• [Task to carry out]: Begin at the top of the records and copy each line exactly. The line containing "Hash, Serialize, Deserialize)]" is the last one to include.

• [Supplied records]:
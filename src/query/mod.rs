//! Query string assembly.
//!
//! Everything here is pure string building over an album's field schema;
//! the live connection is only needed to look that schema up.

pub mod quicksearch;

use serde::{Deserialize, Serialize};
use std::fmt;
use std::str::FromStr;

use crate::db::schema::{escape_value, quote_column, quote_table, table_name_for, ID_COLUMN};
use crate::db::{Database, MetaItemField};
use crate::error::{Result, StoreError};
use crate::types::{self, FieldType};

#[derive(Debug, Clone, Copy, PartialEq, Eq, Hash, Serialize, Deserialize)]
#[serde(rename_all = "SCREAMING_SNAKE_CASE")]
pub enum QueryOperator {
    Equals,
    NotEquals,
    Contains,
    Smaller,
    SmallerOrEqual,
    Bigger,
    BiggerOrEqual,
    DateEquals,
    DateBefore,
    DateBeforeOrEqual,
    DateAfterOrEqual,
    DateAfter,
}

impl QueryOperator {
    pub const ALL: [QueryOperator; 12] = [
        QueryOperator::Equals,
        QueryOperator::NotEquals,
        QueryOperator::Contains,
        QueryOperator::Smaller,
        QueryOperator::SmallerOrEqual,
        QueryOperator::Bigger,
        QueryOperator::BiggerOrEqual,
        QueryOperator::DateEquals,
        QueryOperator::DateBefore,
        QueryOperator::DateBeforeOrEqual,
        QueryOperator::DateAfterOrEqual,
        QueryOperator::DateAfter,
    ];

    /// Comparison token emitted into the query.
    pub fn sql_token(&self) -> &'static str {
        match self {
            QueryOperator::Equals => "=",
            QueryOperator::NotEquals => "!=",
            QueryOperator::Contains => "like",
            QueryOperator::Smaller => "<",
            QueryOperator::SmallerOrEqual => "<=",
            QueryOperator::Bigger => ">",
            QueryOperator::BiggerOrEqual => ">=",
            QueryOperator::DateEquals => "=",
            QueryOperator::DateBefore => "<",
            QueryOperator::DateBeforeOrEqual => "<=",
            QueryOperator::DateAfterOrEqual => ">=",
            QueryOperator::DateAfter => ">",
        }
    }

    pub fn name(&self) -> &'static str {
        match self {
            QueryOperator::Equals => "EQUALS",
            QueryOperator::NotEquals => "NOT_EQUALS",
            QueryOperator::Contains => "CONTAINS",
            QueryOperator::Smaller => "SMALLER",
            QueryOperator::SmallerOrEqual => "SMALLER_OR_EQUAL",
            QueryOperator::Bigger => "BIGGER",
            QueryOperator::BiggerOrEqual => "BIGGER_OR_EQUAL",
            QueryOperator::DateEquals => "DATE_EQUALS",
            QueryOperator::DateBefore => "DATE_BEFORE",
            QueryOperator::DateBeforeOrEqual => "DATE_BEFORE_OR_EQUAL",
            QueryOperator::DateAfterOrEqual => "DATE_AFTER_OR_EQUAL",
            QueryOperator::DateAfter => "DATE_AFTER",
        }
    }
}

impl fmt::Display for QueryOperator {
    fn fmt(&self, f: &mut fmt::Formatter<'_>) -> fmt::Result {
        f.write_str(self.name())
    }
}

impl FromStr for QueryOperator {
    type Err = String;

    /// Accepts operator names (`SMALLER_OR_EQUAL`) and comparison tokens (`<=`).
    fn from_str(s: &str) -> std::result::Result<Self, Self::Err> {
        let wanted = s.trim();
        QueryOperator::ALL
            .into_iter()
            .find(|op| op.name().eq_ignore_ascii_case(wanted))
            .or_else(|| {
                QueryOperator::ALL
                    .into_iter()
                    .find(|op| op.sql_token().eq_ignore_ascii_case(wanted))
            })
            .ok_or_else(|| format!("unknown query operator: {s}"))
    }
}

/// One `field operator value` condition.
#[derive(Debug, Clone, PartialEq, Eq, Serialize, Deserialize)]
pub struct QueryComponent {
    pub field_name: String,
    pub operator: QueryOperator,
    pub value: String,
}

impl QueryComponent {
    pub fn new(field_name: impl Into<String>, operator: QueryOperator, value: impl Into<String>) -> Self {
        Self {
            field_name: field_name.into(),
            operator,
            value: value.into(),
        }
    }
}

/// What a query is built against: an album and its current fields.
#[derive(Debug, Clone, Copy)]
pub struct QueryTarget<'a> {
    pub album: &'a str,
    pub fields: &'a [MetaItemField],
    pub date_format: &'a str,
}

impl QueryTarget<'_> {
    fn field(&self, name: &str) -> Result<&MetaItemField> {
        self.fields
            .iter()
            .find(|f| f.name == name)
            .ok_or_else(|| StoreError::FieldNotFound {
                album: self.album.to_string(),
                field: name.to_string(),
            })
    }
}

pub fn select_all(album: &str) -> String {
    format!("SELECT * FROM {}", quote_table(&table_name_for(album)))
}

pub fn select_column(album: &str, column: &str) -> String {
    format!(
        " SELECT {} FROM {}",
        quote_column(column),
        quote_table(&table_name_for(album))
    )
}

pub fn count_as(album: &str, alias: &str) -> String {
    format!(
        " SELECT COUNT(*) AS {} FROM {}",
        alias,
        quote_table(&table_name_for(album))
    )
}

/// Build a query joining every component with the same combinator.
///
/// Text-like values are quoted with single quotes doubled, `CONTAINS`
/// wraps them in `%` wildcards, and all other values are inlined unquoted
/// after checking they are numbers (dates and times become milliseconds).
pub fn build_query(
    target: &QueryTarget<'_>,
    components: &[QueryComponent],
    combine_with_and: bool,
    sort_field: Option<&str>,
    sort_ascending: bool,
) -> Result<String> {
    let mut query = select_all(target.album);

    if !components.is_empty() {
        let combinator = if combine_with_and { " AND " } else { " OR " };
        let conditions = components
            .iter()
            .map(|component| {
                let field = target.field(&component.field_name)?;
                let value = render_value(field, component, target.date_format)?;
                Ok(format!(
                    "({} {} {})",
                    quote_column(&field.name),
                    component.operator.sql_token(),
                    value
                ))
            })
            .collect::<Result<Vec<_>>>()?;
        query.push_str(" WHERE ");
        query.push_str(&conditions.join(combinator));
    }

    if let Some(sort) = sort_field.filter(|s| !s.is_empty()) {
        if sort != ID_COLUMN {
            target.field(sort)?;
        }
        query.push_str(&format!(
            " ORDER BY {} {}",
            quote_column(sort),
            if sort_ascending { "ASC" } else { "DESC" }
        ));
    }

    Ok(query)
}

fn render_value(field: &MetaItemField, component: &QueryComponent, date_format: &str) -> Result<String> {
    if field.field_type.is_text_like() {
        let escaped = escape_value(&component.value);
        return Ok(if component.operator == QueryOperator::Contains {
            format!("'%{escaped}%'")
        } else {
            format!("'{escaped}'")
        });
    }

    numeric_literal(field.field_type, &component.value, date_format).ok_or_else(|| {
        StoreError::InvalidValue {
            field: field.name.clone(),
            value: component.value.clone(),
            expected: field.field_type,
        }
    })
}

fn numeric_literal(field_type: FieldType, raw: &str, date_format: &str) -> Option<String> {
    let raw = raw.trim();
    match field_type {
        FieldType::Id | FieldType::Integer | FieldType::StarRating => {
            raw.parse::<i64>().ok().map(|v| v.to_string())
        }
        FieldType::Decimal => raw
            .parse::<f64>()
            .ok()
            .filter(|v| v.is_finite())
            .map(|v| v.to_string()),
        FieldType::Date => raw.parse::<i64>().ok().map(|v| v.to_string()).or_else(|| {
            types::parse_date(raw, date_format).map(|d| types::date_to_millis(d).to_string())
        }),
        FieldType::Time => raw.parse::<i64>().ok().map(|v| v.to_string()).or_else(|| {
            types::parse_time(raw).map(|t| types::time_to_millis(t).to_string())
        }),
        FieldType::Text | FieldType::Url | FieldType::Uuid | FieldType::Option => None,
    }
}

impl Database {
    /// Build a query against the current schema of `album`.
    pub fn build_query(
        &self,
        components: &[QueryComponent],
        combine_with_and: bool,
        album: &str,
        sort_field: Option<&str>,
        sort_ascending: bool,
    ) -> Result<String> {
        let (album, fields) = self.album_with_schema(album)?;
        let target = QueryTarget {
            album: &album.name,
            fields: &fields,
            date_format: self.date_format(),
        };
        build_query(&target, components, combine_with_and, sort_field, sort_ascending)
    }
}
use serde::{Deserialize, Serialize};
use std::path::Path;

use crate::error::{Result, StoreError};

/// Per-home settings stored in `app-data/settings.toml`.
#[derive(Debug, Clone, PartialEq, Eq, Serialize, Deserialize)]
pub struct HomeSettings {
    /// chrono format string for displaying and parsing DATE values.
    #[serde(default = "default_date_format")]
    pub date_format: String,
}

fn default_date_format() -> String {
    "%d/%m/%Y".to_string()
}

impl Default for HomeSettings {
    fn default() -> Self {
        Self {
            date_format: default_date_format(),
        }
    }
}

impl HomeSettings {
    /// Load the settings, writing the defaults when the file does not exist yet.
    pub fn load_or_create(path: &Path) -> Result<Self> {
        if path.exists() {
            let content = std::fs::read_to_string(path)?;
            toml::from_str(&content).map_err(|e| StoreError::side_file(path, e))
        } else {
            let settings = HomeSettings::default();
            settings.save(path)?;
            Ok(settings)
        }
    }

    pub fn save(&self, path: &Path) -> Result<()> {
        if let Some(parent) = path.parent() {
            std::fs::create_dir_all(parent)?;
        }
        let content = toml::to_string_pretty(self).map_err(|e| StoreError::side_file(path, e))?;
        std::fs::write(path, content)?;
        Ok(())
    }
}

• [Written reply]:
filename src/query/mod.rs
//! Query string assembly.
//!
//! Everything here is pure string building over an album's field schema;
//! the live connection is only needed to look that schema up.

pub mod quicksearch;

use serde::{Deserialize, Serialize};
use std::fmt;
use std::str::FromStr;

use crate::db::schema::{escape_value, quote_column, quote_table, table_name_for, ID_COLUMN};
use crate::db::{Database, MetaItemField};
use crate::error::{Result, StoreError};
use crate::types::{self, FieldType};

#[derive(Debug, Clone, Copy, PartialEq, Eq, Hash, Serialize, Deserialize)]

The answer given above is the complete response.